- Born: January 27, 1947 (age 79) Hartford, Connecticut, USA
- Education: Yale University MIT
- Scientific career
- Institutions: Cornell University Georgia Tech
- Doctoral advisor: Jeffrey I. Steinfeld
- Website: houston.chem.cornell.edu/hrghome.html

= Paul Houston (chemist) =

American chemist

Paul Lyon Houston (born January 27, 1947) is Professor Emeritus of Chemistry at Cornell University.

== Education and career ==
Houston started his professorial career at Cornell University in 1975 following undergraduate study at Yale University, doctoral work at MIT, and postdoctoral research at the University of California at Berkeley. He became chair of Cornell's department of chemistry and chemical biology (1997–2001), senior associate dean of the college of arts and sciences (2002–2005), and the Peter J. W. Debye Professor of Chemistry. Most recently, he was dean of the college of sciences at Georgia Tech (from 2007-2013).

Houston was a member of the Cornell Center for Materials Research, the Kavli Institute at Cornell for Nanoscale Science, and the Graduate Field of Applied Physics. Houston has held visiting positions at the Max Planck Institute for Quantum Optics (1982), Columbia University (1986, 1987), the Institute for Molecular Science, Okazaki, Japan (1989), the University of California at Berkeley (2003), and the University of Rome La Sapienza (2001, 2006). He has been an Alfred P. Sloan Research Fellow (1979–81), a Camille and Henry Dreyfus Teacher Scholar (1980), and a John Simon Guggenheim Fellow (1986–87).

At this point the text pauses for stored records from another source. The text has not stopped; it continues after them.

use crate::cache::CacheInner;
use crate::session::{FlusherState, SessionState, UploadSession};
use crate::Result;
use bytes::Bytes;
use snafu::prelude::*;
use std::sync::Arc;
use tracing::{info, instrument, warn};

/// Complete the upload of `session` once every byte has been flushed.
///
/// Assembles the object from the uploaded parts, records the completion in the metadata store,
/// and retires the session.  Fails with [`crate::TusCacheError::AlreadyCompleted`] if that has
/// already happened.  Any other failure can be retried; a multipart upload completed by an
/// earlier attempt isn't completed a second time.
#[instrument(skip_all, fields(id = %session.id()))]
pub(crate) async fn finalize(
    inner: &CacheInner,
    session: &Arc<UploadSession>,
    flusher: &mut FlusherState,
) -> Result<u64> {
    let id = session.id();

    if flusher.metadata.completed {
        return crate::error::AlreadyCompletedSnafu {
            id,
            size: flusher.metadata.size.unwrap_or_default(),
        }
        .fail();
    }

    let size = session.confirmed();

    if !flusher.object_completed {
        // Bytes parked by an explicit flush have no segment to ride along with
        crate::flusher::promote_incomplete_part(inner, session, flusher).await?;

        match flusher.metadata.multipart_upload_id.clone() {
            Some(upload_id) => {
                let mut parts = inner.store.list_parts(id, &upload_id).await?;
                parts.sort_unstable_by_key(|part| part.part_number);

                if parts.len() as u32 != flusher.last_part_number {
                    warn!(
                        listed = parts.len(),
                        expected = flusher.last_part_number,
                        "Object storage lists a different number of parts than were uploaded"
                    );
                }

                inner
                    .store
                    .complete_multipart_upload(id, &upload_id, parts)
                    .await?;
            }
            None => {
                // Nothing was ever flushed, which only happens to an upload with no data
                ensure!(size == 0, crate::error::NoMultipartUploadSnafu { id, size });
                inner.store.put_object(id, Bytes::new()).await?;
            }
        }

        flusher.object_completed = true;

        // Normally gone already, unless deleting it after it was uploaded failed
        if let Err(e) = inner.store.delete_incomplete_part(id).await {
            warn!(err = ?e, "Failed to delete leftover incomplete part");
        }
    }

    let mut metadata = flusher.metadata.clone();
    metadata.mark_completed(size);
    inner.metadata.save(&metadata).await?;
    flusher.metadata = metadata;

    session.set_state(SessionState::Completed);
    session.backpressure.close();
    inner.registry.remove(session);

    info!(size, parts = flusher.last_part_number, "Upload completed");

    Ok(size)
}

Houston served as a senior editor of the Journal of Physical Chemistry (1991–97), as chair of the American Physical Society Division of Laser Chemistry (1997–98), and as a member of the science and technology steering committee of Brookhaven National Laboratories (1998–2005). Houston has authored or co-authored over 160 publications in the field of physical chemistry and a textbook on chemical kinetics.

== Honors and awards ==
Houston was elected a Fellow of the American Physical Society in 1989 for "important contributions toward understanding molecular photodissociation dynamics, energy transfer, and gas-solid interactions; in particular, for his imaginative use of photofragment imaging and his development of the field of vector correlations".

In 2001, Houston shared with David W. Chandler the Herbert P. Broida Prize of the American Physical Society for work on product imaging in chemical dynamics. He was elected a fellow of the American Academy of Arts and Sciences in 2003.